Saturday, November 24, 2012


People ask me 'how are you doing?' and they say it in that sincere way that means 'I know you haven't been doing well, so how are you doooinngg?' and I smile and say I'm good, how are you doing? and they ask their question again, 'yea, but how are you really doing?' and I have to say 'really, i'm doing great'.  It's always the same little dance. and when i stop to think about it, it's strange that its always the same rhythym.

I was looking at some pics on facebook this morning and there was a really good one of my brother and his wife and I thought 'I saw him in August, in Tennessee'. This thought got me to thinking about my trip to Tennessee and I suddenly realized how much better I feel now than I did only three months ago. I have tons more energy, I don't feel so creaky in my hips; I have all day energy now!

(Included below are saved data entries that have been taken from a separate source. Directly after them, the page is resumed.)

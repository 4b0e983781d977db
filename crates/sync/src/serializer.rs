use crate::error::SyncError;
use crate::object::{SyncObject, SyncWorker};
use crate::value::SyncValue;
use worldsync_common::NetPointer;
use worldsync_persist::{DataNodeGroup, DataNodeList, LeafValue};

/// Key holding the subject's own pointer in every group.
pub const POINTER_KEY: &str = "pointer";
/// Key holding a scalar value, or the value of a polymorphic list entry.
pub const VALUE_KEY: &str = "value";
/// Key holding a reference's target pointer.
pub const TARGET_KEY: &str = "target";
/// Key holding the entries of a list.
pub const LIST_KEY: &str = "list";
/// Key holding the type tag of a polymorphic list entry.
pub const TYPE_KEY: &str = "type";

/// Which semantics a serializer runs with.
#[derive(Debug, Clone, Copy, PartialEq, Eq)]
pub enum SerializeMode {
    /// Save to disk: skips `no_save` fields and runs pre-save hooks.
    Persist,
    /// Network replication: skips `no_sync` fields, includes non-persistent objects.
    Replicate,
}

/// Builds node trees from syncable objects. The mode is fixed for the
/// serializer's lifetime.
#[derive(Debug, Clone)]
pub struct SyncSerializer {
    mode: SerializeMode,
}

impl SyncSerializer {
    pub fn new(mode: SerializeMode) -> Self {
        Self { mode }
    }

    pub fn persist() -> Self {
        Self::new(SerializeMode::Persist)
    }

    pub fn replicate() -> Self {
        Self::new(SerializeMode::Replicate)
    }

    pub fn mode(&self) -> SerializeMode {
        self.mode
    }

    pub fn is_replicate(&self) -> bool {
        self.mode == SerializeMode::Replicate
    }

    /// Identity-only envelope: just the pointer.
    pub fn common_serialize<O: SyncObject + ?Sized>(object: &O) -> DataNodeGroup {
        let mut group = DataNodeGroup::new();
        group.set(POINTER_KEY, LeafValue::Pointer(object.pointer()));
        group
    }

    /// Pointer plus one value. Enums store their ordinal.
    pub fn value_serialize<O: SyncObject + ?Sized, T: SyncValue>(
        object: &O,
        value: &T,
    ) -> DataNodeGroup {
        let mut group = Self::common_serialize(object);
        group.set(VALUE_KEY, value.to_leaf());
        group
    }

    /// Pointer plus the pointer of the referenced object.
    pub fn ref_serialize<O: SyncObject + ?Sized>(object: &O, target: NetPointer) -> DataNodeGroup {
        let mut group = Self::common_serialize(object);
        group.set(TARGET_KEY, LeafValue::Pointer(target));
        group
    }

    /// Pointer plus the serialized children, skipping removed or empty ones.
    pub fn list_serialize<'a, O, T, I>(&self, object: &O, items: I) -> Result<DataNodeGroup, SyncError>
    where
        O: SyncObject + ?Sized,
        T: SyncObject + ?Sized + 'a,
        I: IntoIterator<Item = &'a T>,
    {
        let mut list = DataNodeList::new();
        for item in items {
            if item.is_removed() {
                continue;
            }
            if let Some(node) = item.serialize(self)? {
                list.push(node);
            }
        }
        let mut group = Self::common_serialize(object);
        group.set(LIST_KEY, list);
        Ok(group)
    }

    /// Like [`Self::list_serialize`], but every entry also carries its type tag.
    pub fn abstract_list_serialize<'a, O, T, I>(
        &self,
        object: &O,
        items: I,
    ) -> Result<DataNodeGroup, SyncError>
    where
        O: SyncObject + ?Sized,
        T: SyncObject + ?Sized + 'a,
        I: IntoIterator<Item = &'a T>,
    {
        let mut list = DataNodeList::new();
        for item in items {
            if item.is_removed() {
                continue;
            }
            let mut entry = DataNodeGroup::new();
            if let Some(node) = item.serialize(self)? {
                entry.set(VALUE_KEY, node);
            }
            entry.set(TYPE_KEY, LeafValue::String(item.type_name().to_owned()));
            list.push(entry);
        }
        let mut group = Self::common_serialize(object);
        group.set(LIST_KEY, list);
        Ok(group)
    }

    /// The structural walk over a worker's registered fields.
    ///
    /// Returns `None` for a non-persistent object in a persist pass; callers
    /// omit the field in that case.
    pub fn worker_serialize<T: SyncWorker>(
        &self,
        object: &T,
    ) -> Result<Option<DataNodeGroup>, SyncError> {
        if !(object.is_persistent() || self.is_replicate()) {
            return Ok(None);
        }
        if self.mode == SerializeMode::Persist {
            if let Err(e) = object.on_save() {
                tracing::warn!(
                    pointer = %object.pointer(),
                    "failed to save {}: {e}",
                    object.type_name()
                );
            }
        }

        let mut group = DataNodeGroup::new();
        if !object.is_removed() {
            for field in T::FIELDS {
                if !field.tags.includes(self.mode) {
                    continue;
                }
                let value = (field.get)(object);
                let node = value.serialize(self).map_err(|source| SyncError::Field {
                    owner: object.type_name(),
                    field: field.name,
                    field_type: value.type_name(),
                    source: Box::new(source),
                })?;
                if let Some(node) = node {
                    group.set(field.name, node);
                }
            }
        }
        group.set(POINTER_KEY, LeafValue::Pointer(object.pointer()));
        Ok(Some(group))
    }
}
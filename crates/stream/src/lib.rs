//! Replicated audio streams.
//!
//! A stream either captures from an input device and broadcasts encoded
//! frames, or buffers frames received from peers and plays them through an
//! output device, keeping a fixed amount of audio queued ahead of the play
//! cursor.
//!
//! # Invariants
//! - A stream's mode is set once; loading a second mode is an error.
//! - Receiving never blocks. When the frame queue is full, the new frame is dropped.
//! - A playback step always writes to the output, falling back to concealed
//!   silence when no frame is queued.

mod audio;
mod codec;
mod frame;
pub mod memory;

pub use audio::{
    AudioStream, OUTPUT_SECONDS, PLAYBACK_AHEAD_SAMPLES, QUEUE_CAPACITY, StreamMode,
    register_audio_streams,
};
pub use codec::{AudioCodec, AudioError, Pcm16Codec};
pub use frame::{AudioFrameTime, SAMPLE_RATE};

pub fn crate_info() -> &'static str {
    "worldsync-stream v0.1.0"
}

#[cfg(test)]
mod tests {
    use super::*;

    #[test]
    fn crate_loads() {
        assert!(crate_info().contains("stream"));
    }
}
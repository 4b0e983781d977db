use crate::deserializer::{PointerMap, SyncDeserializer};
use crate::error::SyncError;
use crate::object::SyncObject;
use crate::serializer::{LIST_KEY, SyncSerializer, TARGET_KEY, TYPE_KEY, VALUE_KEY};
use crate::value::SyncValue;
use worldsync_common::{NetPointer, PointerAllocator};
use worldsync_persist::{DataNode, LeafValue};

/// Objects a list can build on its own while loading.
pub trait Construct: Sized {
    fn construct(allocator: &mut PointerAllocator) -> Self;
}

/// A syncable scalar.
#[derive(Debug, Clone, PartialEq)]
pub struct Synced<T> {
    pointer: NetPointer,
    value: T,
}

impl<T: SyncValue> Synced<T> {
    pub fn new(allocator: &mut PointerAllocator, value: T) -> Self {
        Self {
            pointer: allocator.allocate(),
            value,
        }
    }

    pub fn value(&self) -> &T {
        &self.value
    }

    pub fn set(&mut self, value: T) {
        self.value = value;
    }
}

impl<T: SyncValue> Construct for Synced<T> {
    fn construct(allocator: &mut PointerAllocator) -> Self {
        Self::new(allocator, T::default())
    }
}

impl<T: SyncValue> SyncObject for Synced<T> {
    fn pointer(&self) -> NetPointer {
        self.pointer
    }

    fn type_name(&self) -> &'static str {
        "Synced"
    }

    fn serialize(&self, _serializer: &SyncSerializer) -> Result<Option<DataNode>, SyncError> {
        Ok(Some(SyncSerializer::value_serialize(self, &self.value).into()))
    }

    fn deserialize(
        &mut self,
        node: &DataNode,
        deserializer: &mut SyncDeserializer<'_>,
    ) -> Result<(), SyncError> {
        let group = SyncDeserializer::expect_group(node)?;
        deserializer.load_pointer(&mut self.pointer, group)?;
        if let Some(leaf) = group.leaf(VALUE_KEY) {
            self.value = T::from_leaf(leaf)?;
        }
        Ok(())
    }
}

/// A syncable reference to another object, by pointer.
#[derive(Debug, Clone, PartialEq)]
pub struct SyncRef {
    pointer: NetPointer,
    target: NetPointer,
}

impl SyncRef {
    pub fn new(allocator: &mut PointerAllocator) -> Self {
        Self {
            pointer: allocator.allocate(),
            target: NetPointer::NULL,
        }
    }

    pub fn target(&self) -> Option<NetPointer> {
        (!self.target.is_null()).then_some(self.target)
    }

    pub fn set_target(&mut self, target: Option<NetPointer>) {
        self.target = target.unwrap_or(NetPointer::NULL);
    }
}

impl Construct for SyncRef {
    fn construct(allocator: &mut PointerAllocator) -> Self {
        Self::new(allocator)
    }
}

impl SyncObject for SyncRef {
    fn pointer(&self) -> NetPointer {
        self.pointer
    }

    fn type_name(&self) -> &'static str {
        "SyncRef"
    }

    fn serialize(&self, _serializer: &SyncSerializer) -> Result<Option<DataNode>, SyncError> {
        Ok(Some(SyncSerializer::ref_serialize(self, self.target).into()))
    }

    fn deserialize(
        &mut self,
        node: &DataNode,
        deserializer: &mut SyncDeserializer<'_>,
    ) -> Result<(), SyncError> {
        let group = SyncDeserializer::expect_group(node)?;
        deserializer.load_pointer(&mut self.pointer, group)?;
        self.target = match group.leaf(TARGET_KEY) {
            Some(LeafValue::Pointer(p)) => *p,
            Some(other) => {
                return Err(SyncError::ValueType {
                    type_name: "NetPointer",
                    actual: other.kind(),
                });
            }
            None => NetPointer::NULL,
        };
        Ok(())
    }

    fn relink(&mut self, pointers: &PointerMap) {
        self.target = pointers.resolve(self.target);
    }
}

/// An ordered, homogeneous list of syncable children.
pub struct SyncList<T> {
    pointer: NetPointer,
    items: Vec<T>,
}

impl<T: SyncObject + Construct> SyncList<T> {
    pub fn new(allocator: &mut PointerAllocator) -> Self {
        Self {
            pointer: allocator.allocate(),
            items: Vec::new(),
        }
    }

    /// Construct a new child at the end of the list.
    pub fn add(&mut self, allocator: &mut PointerAllocator) -> &mut T {
        let index = self.items.len();
        self.items.push(T::construct(allocator));
        &mut self.items[index]
    }

    pub fn push(&mut self, item: T) {
        self.items.push(item);
    }

    /// Drop children flagged as removed.
    pub fn prune_removed(&mut self) {
        self.items.retain(|item| !item.is_removed());
    }

    pub fn iter(&self) -> std::slice::Iter<'_, T> {
        self.items.iter()
    }

    pub fn iter_mut(&mut self) -> std::slice::IterMut<'_, T> {
        self.items.iter_mut()
    }

    pub fn get(&self, index: usize) -> Option<&T> {
        self.items.get(index)
    }

    pub fn len(&self) -> usize {
        self.items.len()
    }

    pub fn is_empty(&self) -> bool {
        self.items.is_empty()
    }
}

impl<T: SyncObject + Construct> Construct for SyncList<T> {
    fn construct(allocator: &mut PointerAllocator) -> Self {
        Self::new(allocator)
    }
}

impl<T: SyncObject + Construct> SyncObject for SyncList<T> {
    fn pointer(&self) -> NetPointer {
        self.pointer
    }

    fn type_name(&self) -> &'static str {
        "SyncList"
    }

    fn serialize(&self, serializer: &SyncSerializer) -> Result<Option<DataNode>, SyncError> {
        Ok(Some(serializer.list_serialize(self, self.items.iter())?.into()))
    }

    fn deserialize(
        &mut self,
        node: &DataNode,
        deserializer: &mut SyncDeserializer<'_>,
    ) -> Result<(), SyncError> {
        let group = SyncDeserializer::expect_group(node)?;
        deserializer.load_pointer(&mut self.pointer, group)?;
        let Some(entries) = group.list(LIST_KEY) else {
            return Ok(());
        };
        self.items.clear();
        for entry in entries {
            let mut item = T::construct(deserializer.allocator());
            item.deserialize(entry, deserializer)?;
            self.items.push(item);
        }
        Ok(())
    }

    fn relink(&mut self, pointers: &PointerMap) {
        for item in &mut self.items {
            item.relink(pointers);
        }
    }
}

/// An ordered list of polymorphic children, rebuilt from type tags through
/// the [`crate::TypeRegistry`] attached to the deserializer.
pub struct SyncAbstractList<T: ?Sized> {
    pointer: NetPointer,
    items: Vec<Box<T>>,
}

impl<T: ?Sized + SyncObject + 'static> SyncAbstractList<T> {
    pub fn new(allocator: &mut PointerAllocator) -> Self {
        Self {
            pointer: allocator.allocate(),
            items: Vec::new(),
        }
    }

    pub fn push(&mut self, item: Box<T>) {
        self.items.push(item);
    }

    pub fn prune_removed(&mut self) {
        self.items.retain(|item| !item.is_removed());
    }

    pub fn iter(&self) -> impl Iterator<Item = &T> {
        self.items.iter().map(|b| b.as_ref())
    }

    pub fn iter_mut(&mut self) -> impl Iterator<Item = &mut T> {
        self.items.iter_mut().map(|b| b.as_mut())
    }

    pub fn len(&self) -> usize {
        self.items.len()
    }

    pub fn is_empty(&self) -> bool {
        self.items.is_empty()
    }
}

impl<T: ?Sized + SyncObject + 'static> SyncObject for SyncAbstractList<T> {
    fn pointer(&self) -> NetPointer {
        self.pointer
    }

    fn type_name(&self) -> &'static str {
        "SyncAbstractList"
    }

    fn serialize(&self, serializer: &SyncSerializer) -> Result<Option<DataNode>, SyncError> {
        Ok(Some(
            serializer
                .abstract_list_serialize(self, self.items.iter().map(|b| b.as_ref()))?
                .into(),
        ))
    }

    fn deserialize(
        &mut self,
        node: &DataNode,
        deserializer: &mut SyncDeserializer<'_>,
    ) -> Result<(), SyncError> {
        let group = SyncDeserializer::expect_group(node)?;
        deserializer.load_pointer(&mut self.pointer, group)?;
        let Some(entries) = group.list(LIST_KEY) else {
            return Ok(());
        };
        let registry = deserializer
            .registry::<T>()
            .ok_or(SyncError::MissingRegistry(std::any::type_name::<T>()))?;

        self.items.clear();
        for entry in entries {
            let entry = SyncDeserializer::expect_group(entry)?;
            let tag = match entry.leaf(TYPE_KEY) {
                Some(LeafValue::String(tag)) => tag,
                Some(other) => {
                    return Err(SyncError::ValueType {
                        type_name: "type tag",
                        actual: other.kind(),
                    });
                }
                None => return Err(SyncError::MissingKey(TYPE_KEY)),
            };
            let mut item = registry
                .create(tag, deserializer.allocator())
                .ok_or_else(|| SyncError::UnknownType(tag.clone()))?;
            if let Some(value) = entry.get(VALUE_KEY) {
                item.deserialize(value, deserializer)?;
            }
            self.items.push(item);
        }
        Ok(())
    }

    fn relink(&mut self, pointers: &PointerMap) {
        for item in &mut self.items {
            item.relink(pointers);
        }
    }
}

I had to stop and meditate before the rest of the house wakes up.

Today's centering thought was about letting go of trying to arrange your life. Let go of the need to be right all the time, or to convince others of your way of thinking. We're not just talking religion and politics here; but the everyday stuff. I am going to try really freakin' hard today to live it. Wish me luck.


Thursday, November 22, 2012

Happy Thanksgiving and Harold's in the Oven

Harold is IN the OVEN! Wooo!
When my littlest was teeny tiny she LOVED to be in the kitchen with me. She has helped me with every Thanksgiving turkey since she was three years old!

here she is at 5
Isn't she adorable with her little apron? Her aunt bought that for her and she wore it out. I have it tucked away in a chest with other cherished items that she has temporarily outgrown. I know when she is older she will be glad to get them all back.

Every year I do the same turkey recipe. Wolfgang Puck's Brine Roasted Turkey. It turns out the perfect turkey, EVERY time. And after eleven years of not so good turkeys, it is a real treat.

My little one was perfect for helping me because her little hands could easily fit between the skin and the tender breast meat. She could shove that sage butter under that skin like nobody's business. Then I would drizzle the olive oil on top and she would massage the John, Tom, or Harold (yes, we have to name them first), like he had booked an hour at Massage Envy. She says 'It's my favorite part'. But she says every part is her favorite part ;)

Just now we were in the kitchen together, I was chopping the garlic and she had just started chopping the sage for the butter when the room instantly smelled like Thanksgiving and Christmas all rolled in to one. I looked over my shoulder at her and there she was, as tall as I, using the big-girl knife, and smelling like a holiday. The past eight Thanksgiving mornings flashed before my eyes and I burned another memory right into my spirit. The special place where you keep all the very best ones. And I am so thankful.

She's gone back to bed for now. She will help me again in a few hours with the Best Damn Dressing ITW, and the potatoes, green beans, sweet potato casserole, and everything else. And everyone else will be up and music will be playing and we will be laughing and I will stress a little and they will make me laugh again and it will be a great day. But there is something special, almost sacred, about preparing the turkey with my youngest and getting it in the oven in the quiet of the morning.

I hope you have a wonderful Thanksgiving; and remember that giving thanks can be done every day, with or without a Harold!